When five inches of snow fell around my street I witnessed an array of perplexing wardrobe solutions, including a man in a suit with no coat and some leather-soled brogues with zero grip flailing around like a cartoon character who is permanently slipping on a banana, and a girl in high heels inching her way along the ice at the speed of a solar-powered milk float.

I'm not saying that we should all have a pair of crampons on permanent standby, but it was interesting to note how divorced from practicality plenty of people have become in the way they dress. While there are many who favour comfort over style, others embrace fashion over even the vaguest nod to function. There is something perversely impressive about those photographs of girls in tiny dresses shivering in the New Year snow after a night's clubbing, but the irony is that suffering for style doesn't actually look very good because it smacks of trying too hard.

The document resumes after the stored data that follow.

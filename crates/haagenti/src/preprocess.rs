//! Input preprocessing.

use augury_core::Payload;
use serde::Deserialize;
use serde_json::Value;

use crate::{Processed, ProcessingError};

/// Recognized preprocessing options. Unknown keys are ignored.
#[derive(Debug, Clone, Deserialize)]
pub struct PreprocessConfig {
    /// Standardize numeric fields.
    #[serde(default)]
    pub normalize: bool,
    /// Mean used for standardization.
    #[serde(default)]
    pub mean: f64,
    /// Standard deviation used for standardization.
    #[serde(default = "default_std")]
    pub std: f64,
    /// Replace null fields.
    #[serde(default)]
    pub fill_na: bool,
    /// Replacement for null fields.
    #[serde(default = "default_fill_value")]
    pub fill_value: Value,
}

fn default_std() -> f64 {
    1.0
}

fn default_fill_value() -> Value {
    Value::from(0)
}

impl PreprocessConfig {
    /// Parses the options from a model's preprocessing config.
    ///
    /// # Errors
    ///
    /// Returns an error if a recognized option has the wrong type.
    pub fn from_payload(config: &Payload) -> Result<Self, ProcessingError> {
        Ok(serde_json::from_value(Value::Object(config.clone()))?)
    }
}

/// Applies the model's preprocessing config to an input payload.
///
/// Normalization runs before null filling, so filled values are never
/// standardized. On failure the original input is returned, flagged as degraded.
pub fn preprocess(input: &Payload, config: &Payload) -> Processed<Payload> {
    if config.is_empty() {
        return Processed::ok(input.clone());
    }

    match try_preprocess(input, config) {
        Ok(processed) => {
            tracing::debug!(fields = processed.len(), "Preprocessing applied");
            Processed::ok(processed)
        }
        Err(e) => {
            tracing::warn!(error = %e, "Preprocessing failed, using raw input");
            Processed::fallback(input.clone())
        }
    }
}

fn try_preprocess(input: &Payload, config: &Payload) -> Result<Payload, ProcessingError> {
    let config = PreprocessConfig::from_payload(config)?;
    let mut processed = input.clone();

    if config.normalize {
        if config.std == 0.0 {
            return Err(ProcessingError::ZeroStd);
        }
        for (key, value) in &mut processed {
            if let Value::Number(n) = value {
                let Some(x) = n.as_f64() else { continue };
                let scaled = (x - config.mean) / config.std;
                *value = serde_json::Number::from_f64(scaled)
                    .map(Value::Number)
                    .ok_or_else(|| ProcessingError::NonFinite(key.clone()))?;
            }
        }
    }

    if config.fill_na {
        for value in processed.values_mut() {
            if value.is_null() {
                *value = config.fill_value.clone();
            }
        }
    }

    Ok(processed)
}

In fact, there's nothing more chic that an outfit that's both practical and well designed, and traditional British outdoors labels capture this combination better than anyone else, with no garish Gore-Tex in sight. Hunter (hunter-boot.com) make the most streamlined and supportive wellies around, while hip-length duffel coats by Gloverall (gloverall.com), who still make their coats in England, are both seriously warm and chic in a Left Bank, 1960s-student-activist-kinda-way. Barbour jackets (right, £189, barbour.com) may be having a bit of a moment, thanks to the likes of Kings of Leon and Lily Allen, but because they are practical and classic they will never really date, as long as you add modern touches. Mix with at least one quirky fashion-forward element such as a brightly coloured paisley or leopard-print scarf, or a Sonia Rykiel-style jumper and there's no risk of being mistaken for a Balmoral gamekeeper.